Um estudante ainda assombrado pelas memórias da sua cidade natal na região de Luhansk, que está quase inteiramente sob controlo russo, luta para se adaptar à vida na região de Kiev depois de sobreviver à ocupação russa. A saudade permanece e o lembra constantemente do que deixou para trás. Dois outros adolescentes estão lutando com a escolha de sua futura carreira: eles fazem planos para o futuro enquanto têm que lidar com a ameaça diária de bombas e mísseis controlados pela Rússia em suas cidades da linha de frente.

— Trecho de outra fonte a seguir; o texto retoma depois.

//! The media element a playback controller drives.

use std::path::{Path, PathBuf};
use std::time::Instant;

use crate::core::time::Seconds;
use crate::playback::sync::MediaClock;

/// A single playable media source.
///
/// Implementations clamp `set_current_time` to `[0, duration]` and volume to
/// `[0, 1]`.
pub trait MediaElement {
    fn play(&mut self);
    fn pause(&mut self);
    fn is_paused(&self) -> bool;

    fn current_time(&self) -> Seconds;
    fn set_current_time(&mut self, time: Seconds);
    /// Total length; zero until known
    fn duration(&self) -> Seconds;
    fn is_ended(&self) -> bool;

    fn volume(&self) -> f32;
    fn set_volume(&mut self, volume: f32);
    fn is_muted(&self) -> bool;
    fn set_muted(&mut self, muted: bool);
}

fn clamp_time(time: Seconds, duration: Seconds) -> Seconds {
    if time.is_nan() {
        return 0.0;
    }
    time.clamp(0.0, duration.max(0.0))
}

/// Media element whose position follows the wall clock.
///
/// Used by the desktop player, where the source is probed for its duration
/// but not decoded.
#[derive(Debug, Clone)]
pub struct ClockMedia {
    source: PathBuf,
    duration: Seconds,
    clock: MediaClock,
    volume: f32,
    muted: bool,
}

impl ClockMedia {
    pub fn new(source: impl Into<PathBuf>, duration: Seconds) -> Self {
        Self {
            source: source.into(),
            duration: duration.max(0.0),
            clock: MediaClock::new(),
            volume: 1.0,
            muted: false,
        }
    }

    pub fn source(&self) -> &Path {
        &self.source
    }
}

impl MediaElement for ClockMedia {
    fn play(&mut self) {
        let now = Instant::now();
        if self.clock.position(now) >= self.duration {
            self.clock.seek(0.0, now);
        }
        self.clock.start(now);
    }

    fn pause(&mut self) {
        let now = Instant::now();
        self.clock.stop(now);
        let held = clamp_time(self.clock.position(now), self.duration);
        self.clock.seek(held, now);
    }

    fn is_paused(&self) -> bool {
        !self.clock.is_running()
    }

    fn current_time(&self) -> Seconds {
        clamp_time(self.clock.position(Instant::now()), self.duration)
    }

    fn set_current_time(&mut self, time: Seconds) {
        self.clock
            .seek(clamp_time(time, self.duration), Instant::now());
    }

    fn duration(&self) -> Seconds {
        self.duration
    }

    fn is_ended(&self) -> bool {
        self.duration > 0.0 && self.clock.position(Instant::now()) >= self.duration
    }

    fn volume(&self) -> f32 {
        self.volume
    }

    fn set_volume(&mut self, volume: f32) {
        self.volume = volume.clamp(0.0, 1.0);
    }

    fn is_muted(&self) -> bool {
        self.muted
    }

    fn set_muted(&mut self, muted: bool) {
        self.muted = muted;
    }
}

/// Media element moved only by explicit calls; for headless hosts and tests.
#[derive(Debug, Clone, PartialEq)]
pub struct ManualMedia {
    time: Seconds,
    duration: Seconds,
    playing: bool,
    volume: f32,
    muted: bool,
}

impl ManualMedia {
    pub fn new(duration: Seconds) -> Self {
        Self {
            time: 0.0,
            duration: duration.max(0.0),
            playing: false,
            volume: 1.0,
            muted: false,
        }
    }

    /// Advance the position as if `seconds` of playback elapsed
    pub fn advance(&mut self, seconds: Seconds) {
        if self.playing {
            self.time = clamp_time(self.time + seconds, self.duration);
        }
    }
}

impl MediaElement for ManualMedia {
    fn play(&mut self) {
        if self.time >= self.duration {
            self.time = 0.0;
        }
        self.playing = true;
    }

    fn pause(&mut self) {
        self.playing = false;
    }

    fn is_paused(&self) -> bool {
        !self.playing
    }

    fn current_time(&self) -> Seconds {
        self.time
    }

    fn set_current_time(&mut self, time: Seconds) {
        self.time = clamp_time(time, self.duration);
    }

    fn duration(&self) -> Seconds {
        self.duration
    }

    fn is_ended(&self) -> bool {
        self.duration > 0.0 && self.time >= self.duration
    }

    fn volume(&self) -> f32 {
        self.volume
    }

    fn set_volume(&mut self, volume: f32) {
        self.volume = volume.clamp(0.0, 1.0);
    }

    fn is_muted(&self) -> bool {
        self.muted
    }

    fn set_muted(&mut self, muted: bool) {
        self.muted = muted;
    }
}

#[cfg(test)]
mod tests {
    use super::*;

    #[test]
    fn test_manual_media_clamps_seek() {
        let mut media = ManualMedia::new(90.0);
        media.set_current_time(120.0);
        assert_eq!(media.current_time(), 90.0);
        assert!(media.is_ended());
        media.set_current_time(-5.0);
        assert_eq!(media.current_time(), 0.0);
    }

    #[test]
    fn test_manual_media_advances_only_while_playing() {
        let mut media = ManualMedia::new(90.0);
        media.advance(5.0);
        assert_eq!(media.current_time(), 0.0);
        media.play();
        media.advance(5.0);
        assert_eq!(media.current_time(), 5.0);
    }

    #[test]
    fn test_clock_media_holds_when_paused() {
        let mut media = ClockMedia::new("match.mp4", 90.0);
        assert!(media.is_paused());
        media.set_current_time(42.0);
        assert!((media.current_time() - 42.0).abs() < 1e-9);
        media.play();
        media.pause();
        assert!(media.current_time() >= 42.0);
        assert!(media.current_time() < 43.0);
        assert_eq!(media.source(), Path::new("match.mp4"));
    }

    #[test]
    fn test_volume_clamped() {
        let mut media = ClockMedia::new("match.mp4", 90.0);
        media.set_volume(1.4);
        assert_eq!(media.volume(), 1.0);
        media.set_volume(-0.2);
        assert_eq!(media.volume(), 0.0);
    }
}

Pouco antes do início das aulas, os três encontraram um momento de descanso e cura em um acampamento de verão do outro lado do país. O acampamento para crianças afetadas pela guerra foi criado e organizado pela fundação de caridade Voices of Children e patrocinado pela Fundação Olena Zelenska, a instituição de caridade da esposa do presidente ucraniano Volodymyr Zelensky.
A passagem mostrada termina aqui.